L’épistémologue Karl Popper énonce un principe de falsifiabilité, qui reprend la notion d’« expérience cruciale » développée par le britannique Francis Bacon (Novum organum, 1620). Le caractère scientifique d’une théorie ne réside pas dans son infaillibilité, mais au contraire dans sa capacité à envisager ses limites, ses failles. Sa capacité à mettre en place des tests, à provoquer des expériences au-delà de laquelle la théorie ne tient plus. Donc il faut compléter le principe de vérifiabilité (fondement de la méthode expérimentale : une théorie est vraie si elle est vérifiée par plusieurs expériences) par le critère de falsifiabilité (une théorie est vraie tant qu’elle n’est pas infirmée par au moins une expérience). Ces deux principes – mais surtout le second - forment une véritable éthique pour une science toujours disposée à l’auto-critique, n’établissant des vérités que dûment contrôlées, provisoires, jamais absolues. Une science admet la sanction de l’expérience, autrement dit elle admet pouvoir se tromper, sinon précisément il ne s’agit pas une science.

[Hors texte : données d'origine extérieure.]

use super::{find_output_device, host_stream};
use crate::audio::{AudioFormat, AudioFrame};
use crate::clock::{SampleClock, SharedClock};
use crate::error::{RealtimeError, Result};
use crate::playback::{BoxedOutput, CompletionHook, PlaybackDevice, PlaybackOutput, UnitId};
use async_trait::async_trait;
use cpal::traits::{DeviceTrait, StreamTrait};
use cpal::{SampleFormat, StreamConfig};
use parking_lot::Mutex;
use std::sync::Arc;
use std::time::Duration;

/// Speaker output through the system audio host.
#[derive(Debug, Clone, Default)]
pub struct CpalPlaybackDevice {
    device_name: Option<String>,
}

impl CpalPlaybackDevice {
    /// Use the default output device.
    pub fn new() -> Self {
        Self::default()
    }

    /// Use the output device with this name.
    pub fn with_device(name: impl Into<String>) -> Self {
        Self { device_name: Some(name.into()) }
    }
}

#[async_trait]
impl PlaybackDevice for CpalPlaybackDevice {
    async fn open(&self, format: AudioFormat) -> Result<BoxedOutput> {
        let device_name = self.device_name.clone();
        let (config_tx, config_rx) = tokio::sync::oneshot::channel();
        let mixer = Arc::new(Mutex::new(Mixer::default()));
        let shared = Arc::clone(&mixer);

        let (name, stop_tx) = host_stream("vocalis-playback", move || {
            let device = find_output_device(device_name.as_deref())?;
            let (config, sample_format) = pick_config(&device, format.sample_rate)?;
            let clock = Arc::new(SampleClock::new(config.sample_rate.0));
            let _ = config_tx.send(Arc::clone(&clock));
            let stream = build_stream(&device, &config, sample_format, shared, clock)?;
            let name = device.name().unwrap_or_else(|_| "unknown".to_string());
            Ok((stream, name))
        })
        .await?;

        let clock = config_rx.await.map_err(|_| RealtimeError::device("playback clock unavailable"))?;
        tracing::info!(device = %name, sample_rate = clock.sample_rate(), "Speaker opened");
        Ok(Box::new(CpalPlaybackOutput { device_name: name, mixer, clock, stop_tx: Some(stop_tx) }))
    }
}

fn pick_config(device: &cpal::Device, preferred: u32) -> Result<(StreamConfig, SampleFormat)> {
    let native = device.supported_output_configs().ok().and_then(|mut configs| {
        configs.find(|c| {
            matches!(c.sample_format(), SampleFormat::F32 | SampleFormat::I16)
                && c.min_sample_rate().0 <= preferred
                && c.max_sample_rate().0 >= preferred
        })
    });

    let supported = match native {
        Some(range) => range.with_sample_rate(cpal::SampleRate(preferred)),
        None => device
            .default_output_config()
            .map_err(|e| RealtimeError::device(format!("No usable output config: {}", e)))?,
    };
    Ok((supported.config(), supported.sample_format()))
}

fn build_stream(
    device: &cpal::Device,
    config: &StreamConfig,
    sample_format: SampleFormat,
    mixer: Arc<Mutex<Mixer>>,
    clock: Arc<SampleClock>,
) -> Result<cpal::Stream> {
    let channels = config.channels as usize;
    let rate = config.sample_rate.0;
    let err_fn = |e: cpal::StreamError| tracing::warn!(error = %e, "Output stream error");

    let stream = match sample_format {
        SampleFormat::F32 => device.build_output_stream(
            config,
            move |data: &mut [f32], _: &cpal::OutputCallbackInfo| {
                render_into(data, channels, rate, &mixer, &clock);
            },
            err_fn,
            None,
        ),
        SampleFormat::I16 => {
            let mut scratch = Vec::new();
            device.build_output_stream(
                config,
                move |data: &mut [i16], _: &cpal::OutputCallbackInfo| {
                    scratch.resize(data.len(), 0.0f32);
                    render_into(&mut scratch, channels, rate, &mixer, &clock);
                    for (out, s) in data.iter_mut().zip(scratch.iter()) {
                        *out = (s * 32767.0) as i16;
                    }
                },
                err_fn,
                None,
            )
        }
        other => {
            return Err(RealtimeError::device(format!("unsupported output sample format {:?}", other)));
        }
    }
    .map_err(|e| RealtimeError::device(format!("Failed to build output stream: {}", e)))?;

    stream.play().map_err(|e| RealtimeError::device(format!("Failed to start output stream: {}", e)))?;
    Ok(stream)
}

/// Render one callback buffer, advance the clock, then fire completion hooks
/// outside the lock.
fn render_into(
    data: &mut [f32],
    channels: usize,
    rate: u32,
    mixer: &Mutex<Mixer>,
    clock: &SampleClock,
) {
    let frames = data.len() / channels.max(1);
    let finished = mixer.lock().render(data, channels, rate, clock.frames());
    clock.advance_frames(frames as u64);
    for hook in finished {
        hook();
    }
}

/// A scheduled buffer positioned on the device timeline.
struct MixUnit {
    id: UnitId,
    frame: AudioFrame,
    start_frame: u64,
    end_frame: u64,
    on_finished: Option<CompletionHook>,
}

#[derive(Default)]
struct Mixer {
    units: Vec<MixUnit>,
}

impl Mixer {
    /// Sum every unit overlapping `[base, base + frames)` into `data` and
    /// return the hooks of units that ended within it.
    fn render(&mut self, data: &mut [f32], channels: usize, rate: u32, base: u64) -> Vec<CompletionHook> {
        data.fill(0.0);
        let frames = (data.len() / channels.max(1)) as u64;
        let window_end = base + frames;

        for unit in &self.units {
            if unit.start_frame >= window_end || unit.end_frame <= base {
                continue;
            }
            let samples = unit.frame.samples();
            let unit_channels = unit.frame.channels() as usize;
            let unit_frames = unit.frame.frame_count() as u64;
            let unit_rate = unit.frame.sample_rate() as u64;

            let from = unit.start_frame.max(base);
            let to = unit.end_frame.min(window_end);
            for n in from..to {
                // Nearest source frame for this device frame.
                let src = (n - unit.start_frame) * unit_rate / rate as u64;
                if src >= unit_frames {
                    break;
                }
                let offset = src as usize * unit_channels;
                let sum: i32 = samples[offset..offset + unit_channels].iter().map(|s| *s as i32).sum();
                let value = sum as f32 / unit_channels as f32 / 32768.0;

                let out = (n - base) as usize * channels;
                for sample in &mut data[out..out + channels] {
                    *sample += value;
                }
            }
        }

        for sample in data.iter_mut() {
            *sample = sample.clamp(-1.0, 1.0);
        }

        let mut finished = Vec::new();
        self.units.retain_mut(|unit| {
            if unit.end_frame <= window_end {
                if let Some(hook) = unit.on_finished.take() {
                    finished.push(hook);
                }
                false
            } else {
                true
            }
        });
        finished
    }
}

/// An open speaker. Units are mixed by the output callback at their
/// scheduled device frame.
pub struct CpalPlaybackOutput {
    device_name: String,
    mixer: Arc<Mutex<Mixer>>,
    clock: Arc<SampleClock>,
    stop_tx: Option<std::sync::mpsc::Sender<()>>,
}

impl CpalPlaybackOutput {
    pub fn device_name(&self) -> &str {
        &self.device_name
    }

    fn to_device_frames(&self, at: Duration) -> u64 {
        (at.as_nanos() * self.clock.sample_rate() as u128 / 1_000_000_000) as u64
    }
}

impl PlaybackOutput for CpalPlaybackOutput {
    fn clock(&self) -> SharedClock {
        self.clock.clone()
    }

    fn schedule(
        &mut self,
        id: UnitId,
        frame: AudioFrame,
        start_at: Duration,
        on_finished: CompletionHook,
    ) -> Result<()> {
        if self.stop_tx.is_none() {
            return Err(RealtimeError::SessionClosed);
        }
        let start_frame = self.to_device_frames(start_at);
        let end_frame = self.to_device_frames(start_at + frame.duration()).max(start_frame + 1);
        self.mixer.lock().units.push(MixUnit {
            id,
            frame,
            start_frame,
            end_frame,
            on_finished: Some(on_finished),
        });
        Ok(())
    }

    fn stop(&mut self, id: UnitId) {
        self.mixer.lock().units.retain(|unit| unit.id != id);
    }

    fn close(&mut self) {
        if let Some(stop_tx) = self.stop_tx.take() {
            self.mixer.lock().units.clear();
            let _ = stop_tx.send(());
            tracing::debug!(device = %self.device_name, "Speaker released");
        }
    }
}

impl Drop for CpalPlaybackOutput {
    fn drop(&mut self) {
        self.close();
    }
}

#[cfg(test)]
mod tests {
    use super::*;
    use std::sync::atomic::{AtomicUsize, Ordering};

    fn unit(id: u64, samples: Vec<i16>, start_frame: u64, fired: &Arc<AtomicUsize>) -> MixUnit {
        let frame = AudioFrame::mono(samples, 24_000);
        let end_frame = start_frame + frame.frame_count() as u64;
        let fired = fired.clone();
        MixUnit {
            id: UnitId::from_raw(id),
            frame,
            start_frame,
            end_frame,
            on_finished: Some(Box::new(move || {
                fired.fetch_add(1, Ordering::SeqCst);
            })),
        }
    }

    #[test]
    fn test_mixer_renders_at_start_frame_and_fires_hook() {
        let fired = Arc::new(AtomicUsize::new(0));
        let mut mixer = Mixer::default();
        mixer.units.push(unit(1, vec![16384; 4], 2, &fired));

        let mut data = vec![0.0f32; 8];
        let hooks = mixer.render(&mut data, 1, 24_000, 0);
        assert_eq!(data, vec![0.0, 0.0, 0.5, 0.5, 0.5, 0.5, 0.0, 0.0]);
        assert_eq!(hooks.len(), 1);
        assert!(mixer.units.is_empty());
    }

    #[test]
    fn test_mixer_spans_callbacks() {
        let fired = Arc::new(AtomicUsize::new(0));
        let mut mixer = Mixer::default();
        mixer.units.push(unit(1, vec![-16384; 6], 0, &fired));

        let mut data = vec![0.0f32; 8];
        assert!(mixer.render(&mut data[..4], 2, 24_000, 0).is_empty());
        assert_eq!(&data[..4], &[-0.5, -0.5, -0.5, -0.5]);
        let hooks = mixer.render(&mut data, 2, 24_000, 2);
        assert_eq!(hooks.len(), 1);
    }
}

La positivité de l’erreur vaut en science mais également en politique, selon le même Popper et selon le même raisonnement. La démocratie est faillible par essence, imparfaite voire « faible », parce qu’humaine – et c’est ce qui fait sa vertu. Que cela soit en science ou en politique, l’important n’est pas de fonder une théorie ou une pratique sur des arguments intangibles et indubitables, mais de prévoir négativement des instances de contrôle. Quelles sont les politiques qui n’admettent pas l’erreur, c’est-à-dire qui ne reconnaissent pas la légitimité de l’erreur ? Ce sont celles qui ne se remettent jamais en question : ce sont des politiques tyranniques, parce que dans ce cas la politique s’exprime par une voix unique qui ne peut se tromper, ou des politiques démagogiques parce qu’elles se fondent essentiellement sur le mensonge. Donc le seul “univers politique” réel (pour reprendre un concept de Popper), c’est-à-dire un univers ouvert, c’est la démocratie. La démocratie fonctionne sur la base de projets qui ont valeur d’essais, des projets révisables. Ne serait-ce que par le jeu du vote populaire. Le caractère éventuellement erroné de ces essais ne constitue en rien un échec politique, du moins pour la démocratie, puisqu’ils vont être le ressort de l’alternance démocratique. Celle-ci ne serait donc pas possible si les dirigeants politiques ne se trompaient pas ! Le plus grave, ce ne sont pas les erreurs politiques, ce n'est même pas la "corruption" au sens habituel et trivial du terme, c’est l’incapacité chez certains dirigeants de reconnaître leurs erreurs. L’incapacité d’infléchir une politique pourtant critiquée par le peuple, l’incapacité de reconnaître comme normale et légitime l’alternance politique, etc. Cette alternance ne serait pas possible dans une société composée d’hommes politiques convaincus de détenir une vérité de droit.


II. Erreur et illusion


Cherchez l’erreur mais chassez l’illusion !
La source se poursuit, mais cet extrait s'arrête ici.